U.S. MARKETS UP SOLIDLY FOR SECOND WEEK IN A ROW, BUT INTERNATIONAL MARKETS PERFORM EVEN BETTER
- The U.S. equity markets ended green for the second week in a row, encouraged by no deterioration in U.S./China relations and encouraging economic data
- The S&P 500 and NASDAQ both moved up 1.8% and the DJIA gained 1.5%
- The smaller cap Russell 2000 lagged, but still moved up 0.7% on the week
- Markets overseas performed even better as the broad–based, developed international markets, as measured by MSCI EAFE Index, jumped 2.7%
- Of the S&P 500 sectors, Consumer Discretionary and Energy led the way with jumps of 2.6% each, followed by Information Technology which moved up 2.4%
- All 11 S&P 500 sectors ended the week green
- Employment numbers were released and showed that nonfarm payrolls increased by 130,000, which was a bit lower than consensus estimates, but still consistent with a healthy job market
- The 2–year Treasury yield ended the week at 1.52% and the 10–year Treasury yield ended at 1.55%
- The U.S. Dollar Index fell 0.5% to 98.42
- WTI crude rose 2.5% to $56.45/barrel as U.S. inventories dropped
Weekly Market Performance
No Bad News About U.S. and China Dispute Encourages Investors
U.S. stock markets recorded their second consecutive week of solid gains, as investors were optimistic that progress is occurring between the U.S. and China over tariffs. While nothing new was announced, it was more that there was no negative news that seemed to encourage investors that the trade dispute will be resolved soon.
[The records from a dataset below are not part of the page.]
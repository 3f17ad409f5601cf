//! TLS setup for the PostgreSQL target connection.

use std::sync::Arc;

use rustls::client::danger::{HandshakeSignatureValid, ServerCertVerified, ServerCertVerifier};
use rustls::pki_types::{CertificateDer, ServerName, UnixTime};
use rustls::{ClientConfig, DigitallySignedStruct, SignatureScheme};
use tracing::{info, warn};

use crate::error::{MigrateError, Result};

/// PostgreSQL `sslmode` values understood by the target writer.
#[derive(Debug, Clone, Copy, PartialEq, Eq)]
pub enum SslMode {
    /// Plain TCP.
    Disable,
    /// Encrypted, server certificate not checked.
    Require,
    /// Certificate checked against the webpki roots.
    VerifyCa,
    /// Certificate and hostname checked.
    VerifyFull,
}

impl SslMode {
    pub fn parse(s: &str) -> Result<Self> {
        match s.to_lowercase().as_str() {
            "disable" => Ok(SslMode::Disable),
            "require" => Ok(SslMode::Require),
            "verify-ca" => Ok(SslMode::VerifyCa),
            "verify-full" => Ok(SslMode::VerifyFull),
            other => Err(MigrateError::Config(format!(
                "Invalid ssl_mode '{}'. Valid options: disable, require, verify-ca, verify-full",
                other
            ))),
        }
    }
}

/// rustls client configuration for a mode; `None` for [`SslMode::Disable`].
pub fn client_config(mode: SslMode) -> Result<Option<ClientConfig>> {
    let builder =
        ClientConfig::builder_with_provider(Arc::new(rustls::crypto::ring::default_provider()))
            .with_safe_default_protocol_versions()
            .map_err(|e| MigrateError::Config(format!("TLS setup failed: {}", e)))?;

    let config = match mode {
        SslMode::Disable => return Ok(None),
        SslMode::Require => {
            warn!("ssl_mode=require: TLS enabled but server certificate is not verified.");
            builder
                .dangerous()
                .with_custom_certificate_verifier(Arc::new(NoVerifier))
                .with_no_client_auth()
        }
        SslMode::VerifyCa | SslMode::VerifyFull => {
            info!("ssl_mode={:?}: certificate verification enabled", mode);
            let mut root_store = rustls::RootCertStore::empty();
            root_store.extend(webpki_roots::TLS_SERVER_ROOTS.iter().cloned());
            builder
                .with_root_certificates(root_store)
                .with_no_client_auth()
        }
    };

    Ok(Some(config))
}

/// Accepts any server certificate (`ssl_mode=require`).
#[derive(Debug)]
struct NoVerifier;

impl ServerCertVerifier for NoVerifier {
    fn verify_server_cert(
        &self,
        _end_entity: &CertificateDer<'_>,
        _intermediates: &[CertificateDer<'_>],
        _server_name: &ServerName<'_>,
        _ocsp_response: &[u8],
        _now: UnixTime,
    ) -> std::result::Result<ServerCertVerified, rustls::Error> {
        Ok(ServerCertVerified::assertion())
    }

    fn verify_tls12_signature(
        &self,
        _message: &[u8],
        _cert: &CertificateDer<'_>,
        _dss: &DigitallySignedStruct,
    ) -> std::result::Result<HandshakeSignatureValid, rustls::Error> {
        Ok(HandshakeSignatureValid::assertion())
    }

    fn verify_tls13_signature(
        &self,
        _message: &[u8],
        _cert: &CertificateDer<'_>,
        _dss: &DigitallySignedStruct,
    ) -> std::result::Result<HandshakeSignatureValid, rustls::Error> {
        Ok(HandshakeSignatureValid::assertion())
    }

    fn supported_verify_schemes(&self) -> Vec<SignatureScheme> {
        rustls::crypto::ring::default_provider()
            .signature_verification_algorithms
            .supported_schemes()
    }
}
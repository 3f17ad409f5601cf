//! Table, column and index metadata as read from the source database.

use serde::{Deserialize, Serialize};

/// Structure of one source table plus its canonical target name.
///
/// An empty `columns` list means introspection failed; such a table is
/// loaded "data-only" into whatever the target already has.
#[derive(Debug, Clone, Serialize, Deserialize)]
pub struct TableDescriptor {
    /// Table name in the source database.
    pub source_name: String,

    /// Canonical table name in the target database.
    pub target_name: String,

    /// Column definitions in ordinal order.
    pub columns: Vec<ColumnDescriptor>,

    /// Non-primary indexes.
    pub indexes: Vec<IndexDescriptor>,
}

impl TableDescriptor {
    /// Descriptor for a table whose structure could not be read.
    pub fn data_only(source_name: impl Into<String>, target_name: impl Into<String>) -> Self {
        Self {
            source_name: source_name.into(),
            target_name: target_name.into(),
            columns: Vec::new(),
            indexes: Vec::new(),
        }
    }

    /// Whether the structure is unknown.
    pub fn is_data_only(&self) -> bool {
        self.columns.is_empty()
    }

    /// Primary-key columns in ordinal order.
    pub fn primary_key(&self) -> Vec<&ColumnDescriptor> {
        self.columns.iter().filter(|c| c.is_primary_key).collect()
    }

    /// Look up a column by source name (case-insensitive).
    pub fn column(&self, field: &str) -> Option<&ColumnDescriptor> {
        self.columns
            .iter()
            .find(|c| c.field.eq_ignore_ascii_case(field))
    }
}

/// Column metadata.
#[derive(Debug, Clone, Serialize, Deserialize, PartialEq)]
pub struct ColumnDescriptor {
    /// Column name in the source.
    pub field: String,

    /// Full MySQL `COLUMN_TYPE`, e.g. `varchar(100)` or `bigint unsigned`.
    pub source_type: String,

    /// Whether the column allows NULL.
    pub nullable: bool,

    /// Part of the primary key.
    pub is_primary_key: bool,

    /// `AUTO_INCREMENT` column.
    pub is_auto_increment: bool,

    /// Raw `COLUMN_DEFAULT` text.
    pub default_value: Option<String>,
}

impl ColumnDescriptor {
    /// Nullable, non-key column of the given type.
    pub fn new(field: impl Into<String>, source_type: impl Into<String>) -> Self {
        Self {
            field: field.into(),
            source_type: source_type.into(),
            nullable: true,
            is_primary_key: false,
            is_auto_increment: false,
            default_value: None,
        }
    }

    /// Mark as an auto-increment primary key.
    pub fn auto_increment_pk(mut self) -> Self {
        self.is_primary_key = true;
        self.is_auto_increment = true;
        self.nullable = false;
        self
    }

    /// Mark as part of the primary key.
    pub fn primary_key(mut self) -> Self {
        self.is_primary_key = true;
        self.nullable = false;
        self
    }

    /// Mark as `NOT NULL`.
    pub fn not_null(mut self) -> Self {
        self.nullable = false;
        self
    }

    /// Set the raw default.
    pub fn with_default(mut self, default: impl Into<String>) -> Self {
        self.default_value = Some(default.into());
        self
    }
}

/// Index metadata.
#[derive(Debug, Clone, Serialize, Deserialize, PartialEq, Eq)]
pub struct IndexDescriptor {
    /// Index name.
    pub name: String,

    /// Indexed column names in key order.
    pub columns: Vec<String>,

    /// Whether the index is unique.
    pub is_unique: bool,
}

/// How rows of a table are identified on insert.
#[derive(Debug, Clone, PartialEq, Eq)]
pub enum TableKind {
    /// Single-column primary key; conflicts are detected on that column.
    Keyed {
        /// Target (normalized) key column.
        key_column: String,
    },
    /// Association table without a single surrogate key.
    Junction,
}

impl TableKind {
    /// Classify by primary-key shape.
    ///
    /// `forced_junction` holds names (source or target) that are always
    /// treated as junction tables.
    pub fn classify(
        descriptor: &TableDescriptor,
        key_column: impl FnOnce(&str) -> String,
        forced_junction: &[String],
    ) -> Self {
        let forced = forced_junction.iter().any(|n| {
            n.eq_ignore_ascii_case(&descriptor.source_name)
                || n.eq_ignore_ascii_case(&descriptor.target_name)
        });
        if forced {
            return TableKind::Junction;
        }
        match descriptor.primary_key().as_slice() {
            [pk] => TableKind::Keyed {
                key_column: key_column(&pk.field),
            },
            _ => TableKind::Junction,
        }
    }

    /// Key column for keyed tables.
    pub fn key_column(&self) -> Option<&str> {
        match self {
            TableKind::Keyed { key_column } => Some(key_column),
            TableKind::Junction => None,
        }
    }
}

/// Inferred reference from a column to a parent table.
#[derive(Debug, Clone, PartialEq, Eq)]
pub struct ForeignKeyCandidate {
    /// Normalized referencing column.
    pub source_column: String,

    /// Canonical parent table.
    pub target_table: String,

    /// Deterministic constraint name.
    pub constraint_name: String,
}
The large–cap S&P 500 jumped almost 2% and is now within about 2% of its record high from July 26th. Despite the shortened trading week due to markets being closed on Monday for Labor Day, trading volume picked up noticeably as Wall Street returned from summer vacations. Despite the uptick in trading volume, however, volatility – as measured by the CBOE Volatility Index – fell to its lowest level since late July.
Within the S&P 500 sectors, the Energy sector outperformed for a change, driven by rising oil prices which were in turn driven by falling U.S. inventories and news from Iran that it was scaling back.
Generally Positive Economic Data
The markets also reacted this week to favorable economic data; namely, jobs and manufacturing.
U.S. productivity increased more than consensus estimates in the second quarter and factory orders were up 1.4% in July, which is their best gain in about a year.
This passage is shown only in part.